I read somewhere that a month or two out from the Big Event I should do something short to just iron out any last-minute creases, etc. So I signed up, alongside 955 others, for the Bela Bela 5150, held yesterday in a place called Limpopo, three hours outside of Johannesburg. I’d need a plane and a bus to get the bike there but, I figured, how hard could it be?
Well, the first crease would be that I didn’t realise that the host resort was on the edge of a game reserve and that my warm-up to the event, the evening beforehand, would involve me startling a warthog that ran away from me as fast as I ran away from it! God, it was huge! And not very handsome!
The swim leg was in a dam. That’s fine except I’ve never swum in a dam before. Well, not counting when my best friend, Britta and I snuck into the sports shed during the school holidays at The Armidale School in 1986 and ‘borrowed’ a kayak and then fell into a dam and scrambled to shore without it.
The swim start involved 43 of us wading into the water down a muddy bank and lining up, under a bunting line, in the fairly cool water!
On the second lap my goggles were leaking, and I was drinking mouthfuls of muddy water and was so grateful I had one spectator, my friend Adam, on the exit ramp... I couldn’t wait to get out, do a quick wave, get through transition and on the bike and then almost start the event again and pretend the swim leg never happened!
I’d been warned the bike ride was 50 % hills and hard work. But I had more immediate things to fuss over as I had a brain freeze after mounting the bike and forgetting that the loop at the back of my clipped-in-to-the-pedals bike shoes was designed to pull the shoes onto the feet like a shoe horn. I had become flustered after accidentally bumping my watch in transition and losing all its settings and just couldn’t think!
I’m not sure if there’s ever been a cyclist in the history of the event who has cycled through town with their feet still on top of their shoes 2 km into the race. Probably not. I eventually opted for a total reboot and just pedalled off the road into the rubble and started the mount all over again in manual. And at that moment, like an angel, a lovely woman pedalled by and called out ‘you’re still in the race, you’ve got this!’ And I was so touched...
And so, I restarted the race. For the second time.
In all the hijinks I realised I’d forgotten when to take the energy gels. I knew I had two strapped to my bike and just looked down at them and realised I had to make things up.
Happy on the run course, just because it was the last leg, I smiled as we passed the Warmbaths Resort camping areas and a few of the holidaymakers started to cheer, a bit pissed, waving bottles of beer, while others sat comfortably in deckchairs looking at us all pass like we had two heads.
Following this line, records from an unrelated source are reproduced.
//! Records returned by the remote rental API.
//!
//! The API is loose about JSON types: identifiers arrive as numbers or
//! strings, prices as numbers or numeric strings, and category-like fields
//! as either a plain string or an object with a `name`. Every such field is
//! resolved into a tagged union here, at deserialization, so the rest of the
//! crate never re-checks the shape.

use std::fmt;
use std::str::FromStr;

use rust_decimal::Decimal;
use serde::{Deserialize, Deserializer, Serialize};

mod accessory;
mod location;
mod store;
mod vehicle;

pub use accessory::{default_catalog, Accessory};
pub use location::{Location, LocationKind, LocationRef, LocationReference};
pub use store::VehicleStore;
pub use vehicle::{Label, Vehicle};

/// Opaque backend identifier. The JSON type is kept so it can be echoed back
/// unchanged in the booking payload.
#[derive(Debug, Clone, PartialEq, Eq, Hash, Serialize, Deserialize)]
#[serde(untagged)]
pub enum Id {
    Number(i64),
    Text(String),
}

impl Id {
    /// An id the backend would treat as unset: `0` or a blank string.
    pub fn is_empty(&self) -> bool {
        match self {
            Id::Number(n) => *n == 0,
            Id::Text(s) => s.trim().is_empty(),
        }
    }
}

impl fmt::Display for Id {
    fn fmt(&self, f: &mut fmt::Formatter<'_>) -> fmt::Result {
        match self {
            Id::Number(n) => write!(f, "{}", n),
            Id::Text(s) => f.write_str(s),
        }
    }
}

impl From<&str> for Id {
    fn from(value: &str) -> Self {
        Id::Text(value.to_string())
    }
}

impl From<i64> for Id {
    fn from(value: i64) -> Self {
        Id::Number(value)
    }
}

/// Deserializers for fields the API sends with inconsistent JSON types.
pub(crate) mod lenient {
    use super::*;

    #[derive(Deserialize)]
    #[serde(untagged)]
    enum RawScalar {
        Bool(bool),
        Int(i64),
        Float(f64),
        Text(String),
    }

    fn decimal_from_f64(value: f64) -> Option<Decimal> {
        Decimal::from_str(&value.to_string())
            .ok()
            .or_else(|| Decimal::try_from(value).ok())
    }

    /// Money amount from a number or a numeric string. Anything else is
    /// treated as absent.
    pub fn amount<'de, D>(deserializer: D) -> Result<Option<Decimal>, D::Error>
    where
        D: Deserializer<'de>,
    {
        let raw = Option::<RawScalar>::deserialize(deserializer)?;
        Ok(raw.and_then(|raw| match raw {
            RawScalar::Int(n) => Some(Decimal::from(n)),
            RawScalar::Float(f) => decimal_from_f64(f),
            RawScalar::Text(s) => Decimal::from_str(s.trim()).ok(),
            RawScalar::Bool(_) => None,
        }))
    }

    fn whole(value: f64) -> Option<u32> {
        (value.is_finite() && value >= 0.0 && value <= f64::from(u32::MAX)).then(|| value.round() as u32)
    }

    /// Small count (seats, doors, engine size) from a number or a numeric
    /// string. Anything else is treated as absent.
    pub fn count<'de, D>(deserializer: D) -> Result<Option<u32>, D::Error>
    where
        D: Deserializer<'de>,
    {
        let raw = Option::<RawScalar>::deserialize(deserializer)?;
        Ok(raw.and_then(|raw| match raw {
            RawScalar::Int(n) => u32::try_from(n).ok(),
            RawScalar::Float(f) => whole(f),
            RawScalar::Text(s) => {
                let s = s.trim();
                s.parse::<u32>().ok().or_else(|| s.parse::<f64>().ok().and_then(whole))
            }
            RawScalar::Bool(_) => None,
        }))
    }

    /// String key from a number or a string.
    pub fn key<'de, D>(deserializer: D) -> Result<String, D::Error>
    where
        D: Deserializer<'de>,
    {
        let raw = RawScalar::deserialize(deserializer)?;
        Ok(match raw {
            RawScalar::Int(n) => n.to_string(),
            RawScalar::Float(f) => f.to_string(),
            RawScalar::Text(s) => s,
            RawScalar::Bool(b) => b.to_string(),
        })
    }

    /// Truthiness the way the API's JavaScript clients read it: `true`,
    /// any non-zero number, any non-empty string.
    pub fn flag<'de, D>(deserializer: D) -> Result<bool, D::Error>
    where
        D: Deserializer<'de>,
    {
        let raw = Option::<RawScalar>::deserialize(deserializer)?;
        Ok(match raw {
            None => false,
            Some(RawScalar::Bool(b)) => b,
            Some(RawScalar::Int(n)) => n != 0,
            Some(RawScalar::Float(f)) => f != 0.0,
            Some(RawScalar::Text(s)) => !s.is_empty(),
        })
    }
}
And I get that, because the event had started at 12.30 pm - the heat of the day - and as I ran along, off into the bush, all I could hear was the crunch of the dirt road under my tired feet that were starting to skid as my legs grew heavier.
I could eventually see the faces of the other runners redden in the 29-degree heat and as the course markers blurred I was certain I’d bombed and just had to chalk the whole day up as a learning curve.
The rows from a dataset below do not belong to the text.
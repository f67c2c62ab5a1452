//! Remote rental API: vehicle search, details, accessories, locations and
//! booking creation.

mod client;
mod error;

pub use client::ApiClient;
pub use error::{extract_detail, ApiError, BOOKING_FAILED};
Adam and I piled in the car to Pretoria soon after bike collection was allowed, as we’d agreed to meet his wife, Nicky, and colleagues for drinks, and driving up the highway I get the text:
I got a podium finish!
After all that?!!
Murphy’s Law.
An empty spot on the podium, this time, it had to be.
Funny.
This will be my last race before the full Ironman in Italy on September 22nd. I’m happy, grateful, and now, just a bit confused.